Saved data entries:
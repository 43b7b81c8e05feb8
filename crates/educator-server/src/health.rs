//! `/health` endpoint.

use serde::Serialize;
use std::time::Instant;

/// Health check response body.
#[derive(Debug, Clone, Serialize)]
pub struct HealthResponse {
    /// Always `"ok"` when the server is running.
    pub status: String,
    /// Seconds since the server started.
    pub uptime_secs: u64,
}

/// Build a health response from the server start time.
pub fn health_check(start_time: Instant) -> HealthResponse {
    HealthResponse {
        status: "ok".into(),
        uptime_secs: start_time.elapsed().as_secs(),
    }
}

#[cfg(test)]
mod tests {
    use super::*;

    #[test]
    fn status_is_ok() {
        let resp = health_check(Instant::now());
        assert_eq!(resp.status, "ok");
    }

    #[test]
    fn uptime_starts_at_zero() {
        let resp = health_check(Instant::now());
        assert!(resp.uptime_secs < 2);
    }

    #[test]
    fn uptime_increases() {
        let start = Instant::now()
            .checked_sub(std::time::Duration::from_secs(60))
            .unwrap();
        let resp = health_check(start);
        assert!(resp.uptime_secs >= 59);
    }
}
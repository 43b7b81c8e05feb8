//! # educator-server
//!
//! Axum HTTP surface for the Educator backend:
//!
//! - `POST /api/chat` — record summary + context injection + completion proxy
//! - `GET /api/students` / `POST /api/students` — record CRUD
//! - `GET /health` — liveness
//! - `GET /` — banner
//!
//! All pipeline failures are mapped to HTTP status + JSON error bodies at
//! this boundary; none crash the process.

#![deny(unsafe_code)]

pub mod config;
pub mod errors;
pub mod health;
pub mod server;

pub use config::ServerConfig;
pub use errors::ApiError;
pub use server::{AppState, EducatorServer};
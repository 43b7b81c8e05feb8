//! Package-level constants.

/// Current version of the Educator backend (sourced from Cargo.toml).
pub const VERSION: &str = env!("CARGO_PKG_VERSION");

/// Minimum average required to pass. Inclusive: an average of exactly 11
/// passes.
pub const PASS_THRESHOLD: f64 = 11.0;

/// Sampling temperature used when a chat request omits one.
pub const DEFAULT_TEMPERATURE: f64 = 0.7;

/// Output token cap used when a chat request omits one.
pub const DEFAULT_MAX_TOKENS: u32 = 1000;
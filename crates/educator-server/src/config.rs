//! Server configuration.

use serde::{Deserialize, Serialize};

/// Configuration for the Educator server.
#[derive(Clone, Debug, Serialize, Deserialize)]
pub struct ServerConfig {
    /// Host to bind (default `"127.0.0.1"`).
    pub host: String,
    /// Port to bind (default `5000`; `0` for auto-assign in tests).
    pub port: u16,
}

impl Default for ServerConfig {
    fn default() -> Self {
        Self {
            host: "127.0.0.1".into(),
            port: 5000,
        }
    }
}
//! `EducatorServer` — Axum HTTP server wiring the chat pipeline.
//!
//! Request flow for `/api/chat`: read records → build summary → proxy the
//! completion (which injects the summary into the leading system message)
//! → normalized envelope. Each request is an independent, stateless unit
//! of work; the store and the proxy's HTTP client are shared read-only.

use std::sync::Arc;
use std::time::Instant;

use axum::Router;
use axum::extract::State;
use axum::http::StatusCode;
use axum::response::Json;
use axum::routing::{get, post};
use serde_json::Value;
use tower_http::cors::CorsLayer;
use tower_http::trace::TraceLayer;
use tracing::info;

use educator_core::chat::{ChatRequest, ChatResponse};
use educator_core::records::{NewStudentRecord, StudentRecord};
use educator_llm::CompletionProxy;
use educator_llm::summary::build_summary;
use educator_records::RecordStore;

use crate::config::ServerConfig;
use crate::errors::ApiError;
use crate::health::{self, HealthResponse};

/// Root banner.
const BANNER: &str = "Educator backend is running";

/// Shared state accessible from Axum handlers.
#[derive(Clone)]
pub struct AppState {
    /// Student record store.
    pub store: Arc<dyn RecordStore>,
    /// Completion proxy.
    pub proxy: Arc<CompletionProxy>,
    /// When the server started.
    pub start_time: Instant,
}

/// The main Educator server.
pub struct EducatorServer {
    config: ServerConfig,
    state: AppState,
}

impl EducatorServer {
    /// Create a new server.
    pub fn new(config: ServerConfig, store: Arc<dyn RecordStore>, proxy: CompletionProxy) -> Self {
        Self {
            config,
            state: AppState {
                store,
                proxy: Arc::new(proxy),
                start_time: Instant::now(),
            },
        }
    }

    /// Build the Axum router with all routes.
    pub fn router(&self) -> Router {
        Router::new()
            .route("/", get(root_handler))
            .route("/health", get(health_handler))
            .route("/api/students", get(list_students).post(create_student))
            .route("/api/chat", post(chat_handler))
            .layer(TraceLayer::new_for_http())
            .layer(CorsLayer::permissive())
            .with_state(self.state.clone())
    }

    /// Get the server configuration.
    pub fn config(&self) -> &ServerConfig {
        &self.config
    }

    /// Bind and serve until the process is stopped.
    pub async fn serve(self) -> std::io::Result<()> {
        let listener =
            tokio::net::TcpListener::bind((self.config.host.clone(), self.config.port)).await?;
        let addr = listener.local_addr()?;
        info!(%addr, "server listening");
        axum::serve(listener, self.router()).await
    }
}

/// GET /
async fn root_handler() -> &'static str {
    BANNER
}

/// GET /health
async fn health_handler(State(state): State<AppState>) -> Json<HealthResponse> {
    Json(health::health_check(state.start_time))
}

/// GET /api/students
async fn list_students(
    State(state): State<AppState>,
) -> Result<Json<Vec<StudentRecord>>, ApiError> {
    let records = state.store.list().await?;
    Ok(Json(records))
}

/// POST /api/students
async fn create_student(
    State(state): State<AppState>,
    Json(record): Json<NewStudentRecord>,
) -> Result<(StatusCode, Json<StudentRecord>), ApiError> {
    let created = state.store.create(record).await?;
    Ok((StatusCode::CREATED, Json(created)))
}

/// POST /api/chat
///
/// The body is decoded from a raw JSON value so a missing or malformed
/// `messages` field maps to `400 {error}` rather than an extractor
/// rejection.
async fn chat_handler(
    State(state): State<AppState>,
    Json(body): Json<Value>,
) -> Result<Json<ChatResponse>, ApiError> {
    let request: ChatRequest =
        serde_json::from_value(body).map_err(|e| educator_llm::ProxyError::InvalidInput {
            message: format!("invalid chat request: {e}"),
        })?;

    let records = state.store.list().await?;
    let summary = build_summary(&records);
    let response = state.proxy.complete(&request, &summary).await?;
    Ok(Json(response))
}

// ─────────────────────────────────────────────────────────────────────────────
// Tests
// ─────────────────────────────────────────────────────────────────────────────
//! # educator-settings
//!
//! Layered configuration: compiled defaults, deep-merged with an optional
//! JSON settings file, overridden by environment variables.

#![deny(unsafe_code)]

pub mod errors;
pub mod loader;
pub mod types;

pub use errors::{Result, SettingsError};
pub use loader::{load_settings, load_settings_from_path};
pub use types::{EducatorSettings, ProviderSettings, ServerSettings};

• [What you will do] Output every record above, exactly as written.

• [Written answer]
repository 43b7b81c8e05feb8
filename crates/educator-server/src/health.rs
//! `/health` endpoint.

use serde::Serialize;
use std::time::Instant;

/// Health check response body.
#[derive(Debug, Clone, Serialize)]
pub struct HealthResponse {
    /// Always `"ok"` when the server is running.
    pub status: String,
    /// Seconds since the server started.
    pub uptime_secs: u64,
}

/// Build a health response from the server start time.
pub fn health_check(start_time: Instant) -> HealthResponse {
    HealthResponse {
        status: "ok".into(),
        uptime_secs: start_time.elapsed().as_secs(),
    }
}

#[cfg(test)]
mod tests {
    use super::*;

    #[test]
    fn status_is_ok() {
        let resp = health_check(Instant::now());
        assert_eq!(resp.status, "ok");
    }

    #[test]
    fn uptime_starts_at_zero() {
        let resp = health_check(Instant::now());
        assert!(resp.uptime_secs < 2);
    }

    #[test]
    fn uptime_increases() {
        let start = Instant::now()
            .checked_sub(std::time::Duration::from_secs(60))
            .unwrap();
        let resp = health_check(start);
        assert!(resp.uptime_secs >= 59);
    }
}
repository 43b7b81c8e05feb8
//! # educator-server
//!
//! Axum HTTP surface for the Educator backend:
//!
//! - `POST /api/chat` — record summary + context injection + completion proxy
//! - `GET /api/students` / `POST /api/students` — record CRUD
//! - `GET /health` — liveness
//! - `GET /` — banner
//!
//! All pipeline failures are mapped to HTTP status + JSON error bodies at
//! this boundary; none crash the process.

#![deny(unsafe_code)]

pub mod config;
pub mod errors;
pub mod health;
pub mod server;

pub use config::ServerConfig;
pub use errors::ApiError;
pub use server::{AppState, EducatorServer};
repository 43b7b81c8e05feb8
//! Package-level constants.

/// Current version of the Educator backend (sourced from Cargo.toml).
pub const VERSION: &str = env!("CARGO_PKG_VERSION");

/// Minimum average required to pass. Inclusive: an average of exactly 11
/// passes.
pub const PASS_THRESHOLD: f64 = 11.0;

/// Sampling temperature used when a chat request omits one.
pub const DEFAULT_TEMPERATURE: f64 = 0.7;

/// Output token cap used when a chat request omits one.
pub const DEFAULT_MAX_TOKENS: u32 = 1000;
filename crates/educator-server/src/config.rs
//! Server configuration.

use serde::{Deserialize, Serialize};

/// Configuration for the Educator server.
#[derive(Clone, Debug, Serialize, Deserialize)]
pub struct ServerConfig {
    /// Host to bind (default `"127.0.0.1"`).
    pub host: String,
    /// Port to bind (default `5000`; `0` for auto-assign in tests).
    pub port: u16,
}

impl Default for ServerConfig {
    fn default() -> Self {
        Self {
            host: "127.0.0.1".into(),
            port: 5000,
        }
    }
}
//! `EducatorServer` — Axum HTTP server wiring the chat pipeline.
//!
//! Request flow for `/api/chat`: read records → build summary → proxy the
//! completion (which injects the summary into the leading system message)
//! → normalized envelope. Each request is an independent, stateless unit
//! of work; the store and the proxy's HTTP client are shared read-only.

use std::sync::Arc;
use std::time::Instant;

use axum::Router;
use axum::extract::State;
use axum::http::StatusCode;
use axum::response::Json;
use axum::routing::{get, post};
use serde_json::Value;
use tower_http::cors::CorsLayer;
use tower_http::trace::TraceLayer;
use tracing::info;

use educator_core::chat::{ChatRequest, ChatResponse};
use educator_core::records::{NewStudentRecord, StudentRecord};
use educator_llm::CompletionProxy;
use educator_llm::summary::build_summary;
use educator_records::RecordStore;

use crate::config::ServerConfig;
use crate::errors::ApiError;
use crate::health::{self, HealthResponse};

/// Root banner.
const BANNER: &str = "Educator backend is running";

/// Shared state accessible from Axum handlers.
#[derive(Clone)]
pub struct AppState {
    /// Student record store.
    pub store: Arc<dyn RecordStore>,
    /// Completion proxy.
    pub proxy: Arc<CompletionProxy>,
    /// When the server started.
    pub start_time: Instant,
}

/// The main Educator server.
pub struct EducatorServer {
    config: ServerConfig,
    state: AppState,
}

impl EducatorServer {
    /// Create a new server.
    pub fn new(config: ServerConfig, store: Arc<dyn RecordStore>, proxy: CompletionProxy) -> Self {
        Self {
            config,
            state: AppState {
                store,
                proxy: Arc::new(proxy),
                start_time: Instant::now(),
            },
        }
    }

    /// Build the Axum router with all routes.
    pub fn router(&self) -> Router {
        Router::new()
            .route("/", get(root_handler))
            .route("/health", get(health_handler))
            .route("/api/students", get(list_students).post(create_student))
            .route("/api/chat", post(chat_handler))
            .layer(TraceLayer::new_for_http())
            .layer(CorsLayer::permissive())
            .with_state(self.state.clone())
    }

    /// Get the server configuration.
    pub fn config(&self) -> &ServerConfig {
        &self.config
    }

    /// Bind and serve until the process is stopped.
    pub async fn serve(self) -> std::io::Result<()> {
        let listener =
            tokio::net::TcpListener::bind((self.config.host.clone(), self.config.port)).await?;
        let addr = listener.local_addr()?;
        info!(%addr, "server listening");
        axum::serve(listener, self.router()).await
    }
}

/// GET /
async fn root_handler() -> &'static str {
    BANNER
}

/// GET /health
async fn health_handler(State(state): State<AppState>) -> Json<HealthResponse> {
    Json(health::health_check(state.start_time))
}

/// GET /api/students
async fn list_students(
    State(state): State<AppState>,
) -> Result<Json<Vec<StudentRecord>>, ApiError> {
    let records = state.store.list().await?;
    Ok(Json(records))
}

/// POST /api/students
async fn create_student(
    State(state): State<AppState>,
    Json(record): Json<NewStudentRecord>,
) -> Result<(StatusCode, Json<StudentRecord>), ApiError> {
    let created = state.store.create(record).await?;
    Ok((StatusCode::CREATED, Json(created)))
}

/// POST /api/chat
///
/// The body is decoded from a raw JSON value so a missing or malformed
/// `messages` field maps to `400 {error}` rather than an extractor
/// rejection.
async fn chat_handler(
    State(state): State<AppState>,
    Json(body): Json<Value>,
) -> Result<Json<ChatResponse>, ApiError> {
    let request: ChatRequest =
        serde_json::from_value(body).map_err(|e| educator_llm::ProxyError::InvalidInput {
            message: format!("invalid chat request: {e}"),
        })?;

    let records = state.store.list().await?;
    let summary = build_summary(&records);
    let response = state.proxy.complete(&request, &summary).await?;
    Ok(Json(response))
}

// ─────────────────────────────────────────────────────────────────────────────
// Tests
// ─────────────────────────────────────────────────────────────────────────────
//! # educator-settings
//!
//! Layered configuration: compiled defaults, deep-merged with an optional
//! JSON settings file, overridden by environment variables.

#![deny(unsafe_code)]

pub mod errors;
pub mod loader;
pub mod types;

pub use errors::{Result, SettingsError};
pub use loader::{load_settings, load_settings_from_path};
pub use types::{EducatorSettings, ProviderSettings, ServerSettings};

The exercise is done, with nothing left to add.